I’m running openSUSE 13.1 with my root file system on a 3-disk software RAID1 array (3 partitions, each on a different disk). Grub has been set up so that the system boots from the second disk (/dev/sdb) and the BIOS has been told to boot from this disk. This all works fine and has been running for some time.

I now need to replace the second disk. I have a replacement already partitioned, but it doesn’t have any grub2 boot code on it, so if I simply swap it I’d expect the system won’t boot. I’ve tried to change things so that I boot from the first disk instead, but can’t seem to make it work.

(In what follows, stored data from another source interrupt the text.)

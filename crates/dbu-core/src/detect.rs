//! Backend detection.
//!
//! Each configured subsystem is inspected independently, then the results
//! must agree: a run upgrades either only embedded databases or only
//! networked ones.

use crate::backend::{BackendKind, ConnectionInfo};
use crate::config::ConfigReader;
use crate::environment::EnvironmentContext;
use crate::error::{CoreError, CoreResult};
use crate::subsystem::Subsystem;
use crate::version::ServerVersion;
use std::collections::BTreeMap;
use std::path::PathBuf;

const DEFAULT_HOST: &str = "127.0.0.1";
const DEFAULT_PORT: u16 = 3306;

/// How one subsystem's config file names its database settings.
///
/// Maps the file's own section and key names onto [`ConnectionInfo`] fields.
#[derive(Debug, Clone, Copy)]
pub struct ConfigLayout {
    pub file_name: &'static str,
    pub section: &'static str,
    pub engine_key: &'static str,
    pub host_key: &'static str,
    pub port_key: &'static str,
    pub user_key: &'static str,
    pub password_key: &'static str,
    pub database_key: &'static str,
    /// Dedicated socket key; when absent a host starting with `/` is a socket
    pub unix_socket_key: Option<&'static str>,
    pub embedded_engines: &'static [&'static str],
    pub networked_engines: &'static [&'static str],
}

pub const CCNET_LAYOUT: ConfigLayout = ConfigLayout {
    file_name: "ccnet.conf",
    section: "Database",
    engine_key: "ENGINE",
    host_key: "HOST",
    port_key: "PORT",
    user_key: "USER",
    password_key: "PASSWD",
    database_key: "DB",
    unix_socket_key: Some("UNIX_SOCKET"),
    embedded_engines: &["sqlite", "sqlite3"],
    networked_engines: &["mysql"],
};

pub const SYNCWERK_LAYOUT: ConfigLayout = ConfigLayout {
    file_name: "server.conf",
    section: "database",
    engine_key: "type",
    host_key: "host",
    port_key: "port",
    user_key: "user",
    password_key: "password",
    database_key: "db_name",
    unix_socket_key: Some("unix_socket"),
    embedded_engines: &["sqlite", "sqlite3"],
    networked_engines: &["mysql"],
};

pub const RESTAPI_LAYOUT: ConfigLayout = ConfigLayout {
    file_name: "restapi.conf",
    section: "database",
    engine_key: "ENGINE",
    host_key: "HOST",
    port_key: "PORT",
    user_key: "USER",
    password_key: "PASSWORD",
    database_key: "NAME",
    unix_socket_key: None,
    embedded_engines: &["django.db.backends.sqlite3", "sqlite3"],
    networked_engines: &["django.db.backends.mysql", "mysql"],
};

impl ConfigLayout {
    /// Layout of the file that configures a subsystem's database.
    ///
    /// syncwevents has no config of its own and lives in the restapi database.
    pub fn for_subsystem(subsystem: Subsystem) -> &'static ConfigLayout {
        match subsystem {
            Subsystem::Ccnet => &CCNET_LAYOUT,
            Subsystem::Syncwerk => &SYNCWERK_LAYOUT,
            Subsystem::Restapi | Subsystem::Syncwevents => &RESTAPI_LAYOUT,
        }
    }
}

/// Backend chosen by a single subsystem's config
#[derive(Debug, Clone, PartialEq, Eq)]
pub enum SubsystemBackend {
    Embedded,
    Networked(ConnectionInfo),
}

impl SubsystemBackend {
    pub fn kind(&self) -> BackendKind {
        match self {
            SubsystemBackend::Embedded => BackendKind::Embedded,
            SubsystemBackend::Networked(_) => BackendKind::Networked,
        }
    }
}

/// Outcome of detection across all configured subsystems
#[derive(Debug, Clone)]
pub struct Detection {
    pub kind: BackendKind,
    /// Populated for every configured subsystem when `kind` is networked
    pub connections: BTreeMap<Subsystem, ConnectionInfo>,
}

impl Detection {
    /// Connection for a subsystem; syncwevents shares the restapi database
    pub fn connection(&self, subsystem: Subsystem) -> Option<&ConnectionInfo> {
        let key = match subsystem {
            Subsystem::Syncwevents => Subsystem::Restapi,
            other => other,
        };
        self.connections.get(&key)
    }
}

/// Interpret one subsystem's config under its layout
pub fn classify(
    subsystem: Subsystem,
    layout: &ConfigLayout,
    config: &ConfigReader,
) -> CoreResult<SubsystemBackend> {
    if !config.has_section(layout.section) {
        return Ok(SubsystemBackend::Embedded);
    }

    let engine = config.require(layout.section, layout.engine_key)?;
    let matches_engine = |names: &[&str]| names.iter().any(|n| n.eq_ignore_ascii_case(&engine));

    if matches_engine(layout.embedded_engines) {
        return Ok(SubsystemBackend::Embedded);
    }
    if !matches_engine(layout.networked_engines) {
        return Err(CoreError::UnsupportedBackend {
            subsystem: subsystem.name().to_string(),
            engine,
            path: config.path().display().to_string(),
        });
    }

    let section = layout.section;
    let host = config.read(section, layout.host_key, DEFAULT_HOST);
    let port = config.read_parsed(section, layout.port_key, DEFAULT_PORT)?;
    let username = config.require(section, layout.user_key)?;
    let password = config.require(section, layout.password_key)?;
    let database_name = config.require(section, layout.database_key)?;

    let unix_socket = match layout.unix_socket_key {
        Some(key) => Some(config.read(section, key, "")),
        None => host.starts_with('/').then(|| host.clone()),
    }
    .filter(|s| !s.is_empty());

    Ok(SubsystemBackend::Networked(ConnectionInfo {
        host,
        port,
        username,
        password,
        database_name,
        unix_socket,
    }))
}

/// Determines the backend of an installation from its config files
pub struct BackendDetector<'a> {
    env: &'a EnvironmentContext,
}

impl<'a> BackendDetector<'a> {
    pub fn new(env: &'a EnvironmentContext) -> Self {
        Self { env }
    }

    /// Config file a subsystem is read from when upgrading to `version`
    pub fn config_path(&self, subsystem: Subsystem, version: &ServerVersion) -> CoreResult<PathBuf> {
        let layout = ConfigLayout::for_subsystem(subsystem);
        let dir = match subsystem {
            Subsystem::Ccnet | Subsystem::Syncwerk => self.env.core_config_dir(subsystem, version)?,
            Subsystem::Restapi | Subsystem::Syncwevents => {
                self.env.restapi_config_dir().to_path_buf()
            }
        };
        Ok(dir.join(layout.file_name))
    }

    /// Detect the backend of a single configured subsystem
    pub fn detect_subsystem(
        &self,
        subsystem: Subsystem,
        version: &ServerVersion,
    ) -> CoreResult<SubsystemBackend> {
        let path = self.config_path(subsystem, version)?;
        let layout = ConfigLayout::for_subsystem(subsystem);
        log::debug!("Reading {} database config from {}", subsystem, path.display());
        let config = ConfigReader::open(&path)?;
        classify(subsystem, layout, &config)
    }

    /// Detect the backend shared by all configured subsystems.
    ///
    /// Mixed configurations are rejected rather than guessed at.
    pub fn detect(&self, version: &ServerVersion) -> CoreResult<Detection> {
        let mut found = Vec::with_capacity(Subsystem::CONFIGURED.len());
        for subsystem in Subsystem::CONFIGURED {
            found.push((subsystem, self.detect_subsystem(subsystem, version)?));
        }

        let kind = found[0].1.kind();
        if found.iter().any(|(_, backend)| backend.kind() != kind) {
            let details = found
                .iter()
                .map(|(s, backend)| format!(" {} is using {}", s, backend.kind()))
                .collect::<Vec<_>>()
                .join("\n");
            return Err(CoreError::InconsistentBackend { details });
        }

        let connections = found
            .into_iter()
            .filter_map(|(s, backend)| match backend {
                SubsystemBackend::Networked(info) => Some((s, info)),
                SubsystemBackend::Embedded => None,
            })
            .collect();

        log::info!("You are using {kind}");
        Ok(Detection { kind, connections })
    }
}

#[cfg(test)]
#[path = "detect_test.rs"]
mod tests;
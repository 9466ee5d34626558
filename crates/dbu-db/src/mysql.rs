//! MySQL (networked) script target

use crate::error::{DbError, DbResult};
use crate::traits::ScriptTarget;
use async_trait::async_trait;
use dbu_core::ConnectionInfo;
use sqlx::mysql::{MySqlConnectOptions, MySqlConnection};
use sqlx::{Connection, Executor};

/// A connection to one MySQL database, opened per script.
///
/// The server runs in autocommit mode, so every statement is committed as
/// soon as it succeeds and the transaction hooks stay no-ops.
pub struct MySqlTarget {
    conn: MySqlConnection,
    database: String,
}

impl MySqlTarget {
    /// Connect using a detected connection target.
    ///
    /// A configured unix socket takes precedence over host and port.
    pub async fn connect(info: &ConnectionInfo) -> DbResult<Self> {
        let options = connect_options(info);
        let conn = MySqlConnection::connect_with(&options)
            .await
            .map_err(|e| DbError::ConnectionError {
                backend: "mysql",
                database: info.database_name.clone(),
                message: connect_error_message(&e),
            })?;
        log::debug!("Connected to mysql database {info}");
        Ok(Self {
            conn,
            database: info.database_name.clone(),
        })
    }
}

fn connect_options(info: &ConnectionInfo) -> MySqlConnectOptions {
    let options = MySqlConnectOptions::new()
        .username(&info.username)
        .password(&info.password)
        .database(&info.database_name);
    match &info.unix_socket {
        Some(socket) => options.socket(socket),
        None => options.host(&info.host).port(info.port),
    }
}

fn connect_error_message(err: &sqlx::Error) -> String {
    match err {
        sqlx::Error::Database(db_err) => db_err.message().to_string(),
        other => other.to_string(),
    }
}

#[async_trait]
impl ScriptTarget for MySqlTarget {
    async fn execute(&mut self, sql: &str) -> DbResult<()> {
        // A bare `&str` carries no arguments, so it goes over the text
        // protocol; DDL cannot always be prepared.
        Executor::execute(&mut self.conn, sql).await?;
        Ok(())
    }

    fn db_type(&self) -> &'static str {
        "mysql"
    }

    fn describe(&self) -> String {
        self.database.clone()
    }
}
use super::*;
use std::path::Path;

fn env_in(root: &Path, central: Option<PathBuf>) -> EnvironmentContext {
    let ccnet = root.join("ccnet");
    std::fs::create_dir_all(&ccnet).unwrap();
    EnvironmentContext::new(root.join("server/upgrade"), ccnet, root.join("data"), central)
}

#[test]
fn test_default_endpoint_without_config() {
    let dir = tempfile::tempdir().unwrap();
    let env = env_in(dir.path(), None);
    assert_eq!(
        ControlEndpoint::resolve(&env).unwrap(),
        ControlEndpoint::UnixSocket(env.ccnet_dir.join("ccnet.sock"))
    );
}

#[test]
fn test_endpoint_from_unix_socket_setting() {
    let dir = tempfile::tempdir().unwrap();
    let env = env_in(dir.path(), None);
    std::fs::write(
        env.ccnet_dir.join("ccnet.conf"),
        "[Client]\nUNIX_SOCKET = /run/syncwerk/ccnet.sock\nPORT = 13419\n",
    )
    .unwrap();

    assert_eq!(
        ControlEndpoint::resolve(&env).unwrap(),
        ControlEndpoint::UnixSocket(PathBuf::from("/run/syncwerk/ccnet.sock"))
    );
}

#[test]
fn test_endpoint_from_port_setting() {
    let dir = tempfile::tempdir().unwrap();
    let env = env_in(dir.path(), None);
    std::fs::write(env.ccnet_dir.join("ccnet.conf"), "[Client]\nPORT = 13419\n").unwrap();

    assert_eq!(
        ControlEndpoint::resolve(&env).unwrap(),
        ControlEndpoint::Tcp("127.0.0.1:13419".parse().unwrap())
    );
}

#[test]
fn test_endpoint_prefers_central_ccnet_conf() {
    let dir = tempfile::tempdir().unwrap();
    let central = dir.path().join("conf");
    std::fs::create_dir_all(&central).unwrap();
    let env = env_in(dir.path(), Some(central.clone()));
    std::fs::write(env.ccnet_dir.join("ccnet.conf"), "[Client]\nPORT = 1000\n").unwrap();
    std::fs::write(central.join("ccnet.conf"), "[Client]\nPORT = 2000\n").unwrap();

    assert_eq!(
        ControlEndpoint::resolve(&env).unwrap(),
        ControlEndpoint::Tcp("127.0.0.1:2000".parse().unwrap())
    );
}

#[tokio::test]
async fn test_not_running_when_nothing_listens() {
    let dir = tempfile::tempdir().unwrap();
    let env = env_in(dir.path(), None);
    LivenessGuard::new(&env).ensure_not_running().await.unwrap();
}

#[tokio::test]
async fn test_running_when_tcp_port_accepts() {
    let listener = tokio::net::TcpListener::bind("127.0.0.1:0").await.unwrap();
    let port = listener.local_addr().unwrap().port();

    let dir = tempfile::tempdir().unwrap();
    let env = env_in(dir.path(), None);
    std::fs::write(
        env.ccnet_dir.join("ccnet.conf"),
        format!("[Client]\nPORT = {port}\n"),
    )
    .unwrap();

    let err = LivenessGuard::new(&env)
        .ensure_not_running()
        .await
        .unwrap_err();
    assert!(matches!(err, UpgradeError::ServerRunning { .. }));
}

#[cfg(unix)]
#[tokio::test]
async fn test_running_when_unix_socket_accepts() {
    let dir = tempfile::tempdir().unwrap();
    let env = env_in(dir.path(), None);
    let _listener = tokio::net::UnixListener::bind(env.ccnet_dir.join("ccnet.sock")).unwrap();

    let err = LivenessGuard::new(&env)
        .ensure_not_running()
        .await
        .unwrap_err();
    assert!(err.to_string().contains("ccnet.sock"));
}

#[cfg(unix)]
#[tokio::test]
async fn test_stale_socket_file_is_not_running() {
    let dir = tempfile::tempdir().unwrap();
    let env = env_in(dir.path(), None);
    let socket = env.ccnet_dir.join("ccnet.sock");
    drop(tokio::net::UnixListener::bind(&socket).unwrap());
    assert!(socket.exists(), "socket file outlives its listener");

    LivenessGuard::new(&env).ensure_not_running().await.unwrap();
}
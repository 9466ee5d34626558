//! SQL script application.
//!
//! Upgrade scripts are plain `;`-separated statement lists. The applier
//! splits them and feeds the statements one by one to a [`ScriptTarget`],
//! either stopping at the first failure or recording it and moving on.

use crate::error::{DbError, DbResult};
use crate::traits::ScriptTarget;
use dbu_core::BackendKind;
use serde::Serialize;

/// What to do when a statement fails
#[derive(Debug, Clone, Copy, PartialEq, Eq, Serialize)]
#[serde(rename_all = "snake_case")]
pub enum StatementPolicy {
    /// Abort the script and roll back its transaction
    FailFast,
    /// Log the failure and carry on with the next statement
    Continue,
}

impl StatementPolicy {
    /// Default policy for a backend.
    ///
    /// Embedded upgrades always fail fast. Networked upgrades keep going past
    /// failing statements unless `strict` is requested.
    pub fn for_backend(kind: BackendKind, strict: bool) -> Self {
        match kind {
            BackendKind::Embedded => StatementPolicy::FailFast,
            BackendKind::Networked if strict => StatementPolicy::FailFast,
            BackendKind::Networked => StatementPolicy::Continue,
        }
    }
}

/// Split a script into its statements.
///
/// `;` ends a statement unless it sits inside a quoted string, a quoted
/// identifier or a comment. Pieces are trimmed, and pieces holding nothing
/// but comments and whitespace are dropped.
pub fn split_statements(script: &str) -> Vec<&str> {
    let bytes = script.as_bytes();
    let mut statements = Vec::new();
    let mut start = 0;
    let mut has_code = false;
    let mut i = 0;

    while i < bytes.len() {
        match bytes[i] {
            b'-' if bytes.get(i + 1) == Some(&b'-') => {
                i = line_end(bytes, i);
                continue;
            }
            b'/' if bytes.get(i + 1) == Some(&b'*') => {
                i = block_comment_end(bytes, i + 2);
                continue;
            }
            quote @ (b'\'' | b'"' | b'`') => {
                has_code = true;
                i = quoted_end(bytes, i + 1, quote);
                continue;
            }
            b';' => {
                push_statement(&mut statements, &script[start..i], has_code);
                start = i + 1;
                has_code = false;
            }
            b if !b.is_ascii_whitespace() => has_code = true,
            _ => {}
        }
        i += 1;
    }
    push_statement(&mut statements, &script[start..], has_code);

    statements
}

fn push_statement<'a>(statements: &mut Vec<&'a str>, piece: &'a str, has_code: bool) {
    let piece = piece.trim();
    if has_code && !piece.is_empty() {
        statements.push(piece);
    }
}

/// Position of the newline ending a `--` comment
fn line_end(bytes: &[u8], from: usize) -> usize {
    bytes[from..]
        .iter()
        .position(|&b| b == b'\n')
        .map_or(bytes.len(), |p| from + p)
}

/// Position just past the `*/` closing a block comment
fn block_comment_end(bytes: &[u8], from: usize) -> usize {
    bytes[from..]
        .windows(2)
        .position(|w| w == b"*/")
        .map_or(bytes.len(), |p| from + p + 2)
}

/// Position just past the closing quote. A backslash escapes the next byte,
/// as in MySQL string literals; a doubled quote closes and reopens.
fn quoted_end(bytes: &[u8], from: usize, quote: u8) -> usize {
    let mut i = from;
    while i < bytes.len() {
        match bytes[i] {
            b'\\' => i += 2,
            b if b == quote => return i + 1,
            _ => i += 1,
        }
    }
    bytes.len()
}

/// A statement that failed under the `Continue` policy
#[derive(Debug, Clone, Serialize)]
pub struct StatementFailure {
    /// 1-based position of the statement in its script
    pub index: usize,
    pub statement: String,
    /// Driver reason code (SQLSTATE for MySQL, result code for SQLite)
    pub code: Option<String>,
    pub message: String,
}

/// Outcome of applying one script
#[derive(Debug, Clone, Default, Serialize)]
pub struct ApplyReport {
    /// Statements handed to the target
    pub attempted: usize,
    /// Statements the target accepted
    pub succeeded: usize,
    pub failures: Vec<StatementFailure>,
}

impl ApplyReport {
    pub fn is_clean(&self) -> bool {
        self.failures.is_empty()
    }
}

/// Applies SQL scripts to a target under one statement policy
#[derive(Debug, Clone, Copy)]
pub struct SqlScriptApplier {
    policy: StatementPolicy,
}

impl SqlScriptApplier {
    pub fn new(policy: StatementPolicy) -> Self {
        Self { policy }
    }

    pub fn policy(&self) -> StatementPolicy {
        self.policy
    }

    /// Apply every statement of `script` to `target`.
    ///
    /// A script without statements is a no-op and does not touch the target.
    pub async fn apply(
        &self,
        target: &mut dyn ScriptTarget,
        script: &str,
    ) -> DbResult<ApplyReport> {
        let statements = split_statements(script);
        let mut report = ApplyReport::default();
        if statements.is_empty() {
            return Ok(report);
        }

        log::debug!(
            "Applying {} statement(s) to {} database {}",
            statements.len(),
            target.db_type(),
            target.describe()
        );

        target.begin().await?;
        for (i, statement) in statements.into_iter().enumerate() {
            let index = i + 1;
            report.attempted += 1;

            match target.execute(statement).await {
                Ok(()) => report.succeeded += 1,
                Err(e) => match self.policy {
                    StatementPolicy::FailFast => {
                        if let Err(rollback_err) = target.rollback().await {
                            log::warn!("Rollback after failed statement also failed: {rollback_err}");
                        }
                        return Err(DbError::ScriptAborted {
                            index,
                            statement: statement.to_string(),
                            source: Box::new(e),
                        });
                    }
                    StatementPolicy::Continue => {
                        log::warn!("Failed to execute sql: {}", e.reason_message());
                        report.failures.push(StatementFailure {
                            index,
                            statement: statement.to_string(),
                            code: e.reason_code().map(str::to_string),
                            message: e.reason_message(),
                        });
                    }
                },
            }
        }
        target.commit().await?;

        Ok(report)
    }
}

#[cfg(test)]
#[path = "applier_test.rs"]
mod tests;
//! SQLite (embedded) script target

use crate::error::{DbError, DbResult};
use crate::traits::ScriptTarget;
use async_trait::async_trait;
use rusqlite::Connection;
use std::path::Path;

/// One SQLite database file, held open for the duration of a script.
///
/// All statements of a script run inside a single transaction, so a script
/// either lands completely or not at all.
pub struct SqliteTarget {
    conn: Connection,
    location: String,
}

impl SqliteTarget {
    /// Create a new in-memory SQLite connection
    pub fn in_memory() -> DbResult<Self> {
        let conn = Connection::open_in_memory().map_err(|e| DbError::ConnectionError {
            backend: "sqlite",
            database: ":memory:".to_string(),
            message: e.to_string(),
        })?;
        Ok(Self {
            conn,
            location: ":memory:".to_string(),
        })
    }

    /// Open a database file, creating it if it does not exist yet
    pub fn from_path(path: &Path) -> DbResult<Self> {
        let conn = Connection::open(path).map_err(|e| DbError::ConnectionError {
            backend: "sqlite",
            database: path.display().to_string(),
            message: e.to_string(),
        })?;
        Ok(Self {
            conn,
            location: path.display().to_string(),
        })
    }

    /// Borrow the underlying connection
    pub fn conn(&self) -> &Connection {
        &self.conn
    }

    fn control(&self, sql: &str) -> DbResult<()> {
        self.conn
            .execute_batch(sql)
            .map_err(|e| DbError::TransactionError(format!("{sql} failed on {}: {e}", self.location)))
    }
}

#[async_trait]
impl ScriptTarget for SqliteTarget {
    async fn begin(&mut self) -> DbResult<()> {
        self.control("BEGIN")
    }

    async fn execute(&mut self, sql: &str) -> DbResult<()> {
        // Stepped as a query so statements returning rows (PRAGMA, SELECT) succeed.
        let mut stmt = self.conn.prepare(sql)?;
        let mut rows = stmt.query([])?;
        while rows.next()?.is_some() {}
        Ok(())
    }

    async fn commit(&mut self) -> DbResult<()> {
        if let Err(e) = self.control("COMMIT") {
            let _ = self.conn.execute_batch("ROLLBACK");
            return Err(e);
        }
        Ok(())
    }

    async fn rollback(&mut self) -> DbResult<()> {
        self.control("ROLLBACK")
    }

    fn db_type(&self) -> &'static str {
        "sqlite"
    }

    fn describe(&self) -> String {
        self.location.clone()
    }
}

#[cfg(test)]
#[path = "sqlite_test.rs"]
mod tests;
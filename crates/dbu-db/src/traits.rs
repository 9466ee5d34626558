//! Script target trait definition

use crate::error::DbResult;
use async_trait::async_trait;

/// A database that upgrade statements can be applied to.
///
/// Targets that support transactions override `begin`, `commit` and
/// `rollback`; the defaults are no-ops for targets that commit every
/// statement on its own.
#[async_trait]
pub trait ScriptTarget: Send {
    /// Start the unit of work covering one script
    async fn begin(&mut self) -> DbResult<()> {
        Ok(())
    }

    /// Execute a single SQL statement
    async fn execute(&mut self, sql: &str) -> DbResult<()>;

    /// Make the script's changes permanent
    async fn commit(&mut self) -> DbResult<()> {
        Ok(())
    }

    /// Discard the script's uncommitted changes
    async fn rollback(&mut self) -> DbResult<()> {
        Ok(())
    }

    /// Database type identifier for logging
    fn db_type(&self) -> &'static str;

    /// Which database this target writes to, for logging
    fn describe(&self) -> String;
}
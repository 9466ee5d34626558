//! Server version parsing and comparison.
//!
//! Upgrade targets are named after server releases (`4.3.0`, `5.0.0.1`,
//! `6.0.0-beta`, ...). They double as directory names under `sql/`, so the
//! original string is kept verbatim next to the parsed components.

use crate::error::{CoreError, CoreResult};
use std::cmp::Ordering;
use std::fmt;
use std::str::FromStr;

/// First release that keeps core subsystem config in the central directory.
pub const CENTRAL_CONFIG_THRESHOLD: [u32; 3] = [5, 0, 0];

/// Characters that may open a version suffix
const SUFFIX_SEPARATORS: [char; 4] = ['-', '+', '_', '~'];

/// A server version: dotted numbers with an optional suffix.
///
/// Numbers compare numerically and missing trailing numbers count as zero,
/// so `5.0` and `5.0.0` compare equal. At equal numbers a version without a
/// suffix sorts above one with a suffix (`6.0.0-beta` < `6.0.0`); two
/// suffixes compare as plain strings.
#[derive(Debug, Clone)]
pub struct ServerVersion {
    raw: String,
    numbers: Vec<u32>,
    suffix: Option<String>,
}

impl ServerVersion {
    /// Parse a version string.
    ///
    /// The suffix must start with one of `-+_~` and may only hold ASCII
    /// letters, digits and `.-+_~`, since the version names a directory.
    pub fn parse(s: &str) -> CoreResult<Self> {
        let trimmed = s.trim();
        let invalid = || CoreError::InvalidVersion {
            version: s.to_string(),
        };

        let head_len = trimmed
            .find(|c: char| !c.is_ascii_digit() && c != '.')
            .unwrap_or(trimmed.len());
        let (head, tail) = trimmed.split_at(head_len);
        if head.is_empty() {
            return Err(invalid());
        }

        let numbers = head
            .split('.')
            .map(|piece| piece.parse::<u32>())
            .collect::<Result<Vec<_>, _>>()
            .map_err(|_| invalid())?;

        let suffix = if tail.is_empty() {
            None
        } else {
            let valid = tail.starts_with(SUFFIX_SEPARATORS)
                && tail.len() > 1
                && tail
                    .chars()
                    .all(|c| c.is_ascii_alphanumeric() || c == '.' || SUFFIX_SEPARATORS.contains(&c));
            if !valid {
                return Err(invalid());
            }
            Some(tail.to_string())
        };

        Ok(Self {
            raw: trimmed.to_string(),
            numbers,
            suffix,
        })
    }

    /// The version exactly as it was given (used as the `sql/` directory name).
    pub fn as_str(&self) -> &str {
        &self.raw
    }

    /// Suffix after the dotted numbers, separator included
    pub fn suffix(&self) -> Option<&str> {
        self.suffix.as_deref()
    }

    /// Whether core subsystem config lives in the central config directory.
    ///
    /// Only the numbers count: a `5.0.0-beta` build already has the 5.0 layout.
    pub fn uses_central_config(&self) -> bool {
        compare_numbers(&self.numbers, &CENTRAL_CONFIG_THRESHOLD) != Ordering::Less
    }
}

/// Compare dotted numbers, padding the shorter side with zeros
fn compare_numbers(a: &[u32], b: &[u32]) -> Ordering {
    let len = a.len().max(b.len());
    (0..len)
        .map(|i| {
            let left = a.get(i).copied().unwrap_or(0);
            let right = b.get(i).copied().unwrap_or(0);
            left.cmp(&right)
        })
        .find(|ord| ord.is_ne())
        .unwrap_or(Ordering::Equal)
}

impl FromStr for ServerVersion {
    type Err = CoreError;

    fn from_str(s: &str) -> Result<Self, Self::Err> {
        Self::parse(s)
    }
}

impl fmt::Display for ServerVersion {
    fn fmt(&self, f: &mut fmt::Formatter<'_>) -> fmt::Result {
        f.write_str(&self.raw)
    }
}

impl PartialEq for ServerVersion {
    fn eq(&self, other: &Self) -> bool {
        self.cmp(other) == Ordering::Equal
    }
}

impl Eq for ServerVersion {}

impl PartialOrd for ServerVersion {
    fn partial_cmp(&self, other: &Self) -> Option<Ordering> {
        Some(self.cmp(other))
    }
}

impl Ord for ServerVersion {
    fn cmp(&self, other: &Self) -> Ordering {
        compare_numbers(&self.numbers, &other.numbers).then_with(|| {
            match (&self.suffix, &other.suffix) {
                (None, None) => Ordering::Equal,
                (None, Some(_)) => Ordering::Greater,
                (Some(_), None) => Ordering::Less,
                (Some(a), Some(b)) => a.cmp(b),
            }
        })
    }
}

#[cfg(test)]
#[path = "version_test.rs"]
mod tests;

I’ve used Yast boot manager to set up the boot loader in the MBR of /dev/sda (the first disk, which was the only option it gave me). But when I switch the BIOS to boot from that disk, I get “Loading grub stage 1.5” and “Error 2” which seems to imply it’s not been set up correctly. Booting from the second disk still works OK.

So I’d appreciate any help to get this working. The first goal is to replace the second disk, but ideally, I’d like to be able to tell the BIOS to boot from any of the 3 disks (in case of failure). Currently I’m a bit confused about grub2 and the steps needed to install it properly. It mostly seems to work auto-magically, but when it doesn’t I’m not sure where to start and the extra RAID aspect adds to the confusion.

Thanks for any help you can offer.

As openSUSE uses the /dev/disk/by-id/ symlinks instead of /dev/sdXN directly, it could be that you still have the wrong pointers somewhere in your GRUB configuration.

I am not sure here, but it may be worth checking

I would think that you could do a complete backup of your second disk, then reinstall the backup image to your new disk.

You probably have Yast2-backup already installed and running “backup” through the Software Manager, it will show you additional tools that are available.

But - if Grub2 is installed to the MBR and the backup doesn’t capture that, you may have to use a bootable disk or usb flash, then chroot into your openSUSE installation and reinstall the bootloader after changing disks.

Also, I have used SuperGrub2 to gain access to installations that wouldn’t boot, which can then be repaired.